*** Opening of Dataset entries ***

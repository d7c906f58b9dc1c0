//! Spatial query engines: list-based intersection / nearest-neighbour
//! queries and point neighbour searchers.

pub mod bounding_box;
pub mod list_query_engine;
pub mod point_hash_grid_searcher;
pub mod point_simple_list_searcher;
pub mod ray;

use glam::DVec3;
use serde::{Deserialize, Serialize};

pub use bounding_box::{BoundingBox3, BoxRayIntersection3};
pub use list_query_engine::ListQueryEngine3;
pub use point_hash_grid_searcher::PointParallelHashGridSearcher3;
pub use point_simple_list_searcher::PointSimpleListSearcher3;
pub use ray::Ray3;

/// Closest item hit by a ray and its distance along the ray.
#[derive(Debug)]
pub struct ClosestIntersection3<'a, T> {
    pub item: &'a T,
    pub distance: f64,
}

/// Item nearest to a query point and its distance.
#[derive(Debug)]
pub struct NearestNeighbor3<'a, T> {
    pub item: &'a T,
    pub distance: f64,
}

/// Box and ray intersection queries over a collection of items.
///
/// Geometry is supplied by the caller through test closures, so the engine
/// stays agnostic of what `T` is.
pub trait IntersectionQueryEngine3<T> {
    /// True if any item passes `test` against `bbox`.
    fn intersects_box<F>(&self, bbox: &BoundingBox3, test: F) -> bool
    where
        F: Fn(&T, &BoundingBox3) -> bool;

    /// True if any item passes `test` against `ray`.
    fn intersects_ray<F>(&self, ray: &Ray3, test: F) -> bool
    where
        F: Fn(&T, &Ray3) -> bool;

    /// Visit every item that passes `test` against `bbox`.
    fn for_each_intersecting_item_box<F, V>(&self, bbox: &BoundingBox3, test: F, visitor: V)
    where
        F: Fn(&T, &BoundingBox3) -> bool,
        V: FnMut(&T);

    /// Visit every item that passes `test` against `ray`.
    fn for_each_intersecting_item_ray<F, V>(&self, ray: &Ray3, test: F, visitor: V)
    where
        F: Fn(&T, &Ray3) -> bool,
        V: FnMut(&T);

    /// Item with the smallest hit distance. `distance` returns `f64::MAX`
    /// (or anything not below it) for a miss.
    fn closest_intersection<F>(&self, ray: &Ray3, distance: F) -> Option<ClosestIntersection3<'_, T>>
    where
        F: Fn(&T, &Ray3) -> f64;
}

/// Nearest-neighbour queries over a collection of items.
pub trait NearestNeighborQueryEngine3<T> {
    /// Item minimising `distance(item, point)`, or `None` when empty.
    fn nearest<F>(&self, point: DVec3, distance: F) -> Option<NearestNeighbor3<'_, T>>
    where
        F: Fn(&T, DVec3) -> f64;
}

/// Fixed-radius neighbour search over a point set.
pub trait PointNeighborSearcher3 {
    /// Short name for logs and CLI output.
    fn type_name(&self) -> &'static str;

    /// Index `points`, replacing any previous contents.
    fn build(&mut self, points: &[DVec3]);

    /// Call `callback(index, point)` for every indexed point within
    /// `radius` (inclusive) of `origin`. `index` refers to the slice passed
    /// to [`build`](Self::build).
    fn for_each_nearby_point<F>(&self, origin: DVec3, radius: f64, callback: F)
    where
        F: FnMut(usize, DVec3);

    /// True if any indexed point lies within `radius` of `origin`.
    fn has_nearby_point(&self, origin: DVec3, radius: f64) -> bool;
}

/// Hash-grid layout for [`PointParallelHashGridSearcher3`].
#[derive(Debug, Clone, Copy, PartialEq, Serialize, Deserialize)]
#[serde(default)]
pub struct SearchGridConfig {
    /// Buckets per axis; keys wrap around beyond this.
    pub resolution: [usize; 3],
    /// Bucket edge length. Queries are cheapest when this is about twice
    /// the search radius.
    pub grid_spacing: f64,
}

impl Default for SearchGridConfig {
    fn default() -> Self {
        Self {
            resolution: [64, 64, 64],
            grid_spacing: 1.0,
        }
    }
}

*** Close of Dataset entries ***

_Task directions:_
Write out again, exactly, the line containing "fn default() ->" and every later line of the records. Omit the rest.

_Completed task:_
    fn default() -> Self {
        Self {
            resolution: [64, 64, 64],
            grid_spacing: 1.0,
        }
    }
}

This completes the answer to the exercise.